C’è una spina nel fianco di chiunque cerchi di ottenere un prato perfetto e il suo nome è prunella vulgaris. La prunella comune (Prunella vulgaris) è diffusa in tutti gli Stati Uniti e può essere aggressiva nei prati. La domanda quindi è: come sbarazzarsi della prunella comune e riavere il prato che tutti i vicini invidiano?

Controllo della prunella comune

La prunella è anche conosciuta come erba medicinale, erba del falegname, salvia selvatica o semplicemente erba prunella. Qualunque sia il nome con cui la si chiama, resta il fatto che prospera nelle zone erbose ed è sicuramente la rovina dei maniaci della cura del prato. Gestire le piante di prunella, o meglio sradicarle, è un compito difficile. L’erba è stolonifera, con un habitat strisciante e un apparato radicale fibroso poco profondo. Prima di gestire le piante di prunella, è necessario identificare chiaramente l’erba, poiché non tutte le erbacce sono uguali e i metodi di controllo variano. La prunella cresce in fitte macchie, più spesso nelle praterie, nei prati e nelle radure boschive. Gli steli dell’erba prunella sono quadrati e leggermente pelosi quando sono immaturi, diventando lisci con l’invecchiamento della pianta. Le foglie sono opposte, lisce, ovali e leggermente appuntite all’estremità e possono essere leggermente pelose o lisce. Gli steli striscianti della prunella selvatica attecchiscono facilmente ai nodi, formando un apparato radicale fibroso e aggrovigliato. I fiori di questa pianta infestante sono di colore viola scuro o porpora e hanno un’altezza di circa 1 cm.

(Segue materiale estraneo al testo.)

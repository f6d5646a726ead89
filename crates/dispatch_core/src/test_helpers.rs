//! Test helpers for common scenario setup and fixtures.
//!
//! This module provides shared builders to reduce duplication across test
//! files and examples. Timestamps are pinned to a fixed epoch so scenarios
//! are reproducible run to run.

use chrono::{DateTime, Duration, TimeZone, Utc};
use rand::rngs::StdRng;
use rand::{Rng, SeedableRng};

use crate::geo::GeoPoint;
use crate::model::{MfuId, MobileFulfillmentUnit, Order, OrderId};

/// Standard test locations in the demo service area.
pub const MANHATTAN_CENTER: GeoPoint = GeoPoint::new(40.7128, -74.0060);
pub const MIDTOWN: GeoPoint = GeoPoint::new(40.7505, -73.9934);
pub const TIMES_SQUARE: GeoPoint = GeoPoint::new(40.7589, -73.9851);

/// Fixed scenario epoch, used as the placement time of the first order.
pub fn base_time() -> DateTime<Utc> {
    Utc.timestamp_opt(1_700_000_000, 0)
        .single()
        .expect("fixed epoch should be valid")
}

/// A plain order at the given coordinate with neutral priority and no
/// deadline.
pub fn test_order(id: &str, lat: f64, lng: f64) -> Order {
    Order {
        id: OrderId(id.to_string()),
        address: format!("{id} delivery address"),
        location: GeoPoint::new(lat, lng),
        products: vec!["product-1".to_string()],
        priority: 1,
        placed_at: base_time(),
        deadline: None,
    }
}

/// Like [`test_order`], with a deadline offset from the scenario epoch.
pub fn test_order_with_deadline(id: &str, lat: f64, lng: f64, deadline_hours: i64) -> Order {
    let mut order = test_order(id, lat, lng);
    order.deadline = Some(base_time() + Duration::hours(deadline_hours));
    order
}

/// An idle unit with no load.
pub fn test_unit(id: &str, location: GeoPoint, capacity: u32) -> MobileFulfillmentUnit {
    MobileFulfillmentUnit::new(MfuId(id.to_string()), location, capacity)
}

/// The demo order book: ten orders strung diagonally across the service
/// area, each three products, two-hour deadlines, placed a minute apart.
pub fn sample_orders() -> Vec<Order> {
    (0..10)
        .map(|i| {
            let i_f = i as f64;
            Order {
                id: OrderId(format!("order-{}", i + 1)),
                address: format!("{} Example St, New York, NY", 100 + i),
                location: GeoPoint::new(
                    MANHATTAN_CENTER.lat + i_f * 0.01,
                    MANHATTAN_CENTER.lng + i_f * 0.01,
                ),
                products: (1..=3).map(|j| format!("product-{j}")).collect(),
                priority: 1,
                placed_at: base_time() + Duration::minutes(i),
                deadline: Some(base_time() + Duration::hours(2)),
            }
        })
        .collect()
}

/// The demo fleet: three units at well-known locations, capacity 20 each.
pub fn sample_fleet() -> Vec<MobileFulfillmentUnit> {
    vec![
        test_unit("mfu-1", MANHATTAN_CENTER, 20),
        test_unit("mfu-2", MIDTOWN, 20),
        test_unit("mfu-3", TIMES_SQUARE, 20),
    ]
}

/// Seeded random orders scattered uniformly over the demo bounding box, for
/// load-shaped tests and benchmarks.
pub fn scattered_orders(count: usize, seed: u64) -> Vec<Order> {
    let mut rng = StdRng::seed_from_u64(seed);
    (0..count)
        .map(|i| {
            let lat = rng.gen_range(40.60..40.90);
            let lng = rng.gen_range(-74.05..-73.90);
            let mut order = test_order(&format!("order-{i}"), lat, lng);
            order.placed_at = base_time() + Duration::seconds(i as i64);
            order
        })
        .collect()
}

#[cfg(test)]
mod tests {
    use super::*;

    #[test]
    fn sample_orders_are_valid_and_distinct() {
        let orders = sample_orders();
        assert_eq!(orders.len(), 10);
        assert!(orders.iter().all(|o| o.validate().is_ok()));
        let ids: std::collections::HashSet<_> = orders.iter().map(|o| o.id.clone()).collect();
        assert_eq!(ids.len(), 10);
    }

    #[test]
    fn scattered_orders_are_reproducible_for_a_seed() {
        assert_eq!(scattered_orders(25, 42), scattered_orders(25, 42));
        assert_ne!(scattered_orders(25, 42), scattered_orders(25, 43));
    }

    #[test]
    fn sample_fleet_units_are_idle() {
        assert!(sample_fleet().iter().all(|u| u.is_idle() && u.load == 0));
    }
}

Come eliminare la prunella selvatica

I metodi culturali di controllo da soli rendono difficile l’eradicazione di questa infestante. È possibile provare a rimuoverla manualmente. Sarà necessario ripetere più volte l’operazione per tenere sotto controllo questa infestante. Anche il miglioramento delle condizioni di crescita del tappeto erboso per stimolarne la competitività può ritardare la crescita di alcune infestanti. L’erba selvatica cresce al di sotto dei livelli di falciatura raccomandati e, pertanto, ricrescerà rapidamente. Inoltre, le aree soggette a intenso calpestio possono effettivamente favorire la crescita dell’auto-guarigione perché gli steli attecchiscono ai nodi a livello del suolo. Altrimenti, il controllo delle erbacce auto-guarigione si orienta verso strategie di controllo chimico. I prodotti utilizzati per combattere le erbacce auto-guarigione dovrebbero contenere 2,4-D, Cargentrazone o Mesotrion per il post-emergenza e MCPP, MCPA e dicamba per la crescita delle erbacce esistenti, per ottenere risultati ottimali. Si raccomanda un programma di controllo sistemico delle erbacce che diffonda l’erbicida in tutto il tappeto erboso e, quindi, attraverso l’erbaccia, uccidendo l’erbaccia, la radice e tutto il resto. Saranno necessarie applicazioni ripetute, con i periodi più favorevoli per l’applicazione in autunno e poi di nuovo in primavera durante il picco della fioritura.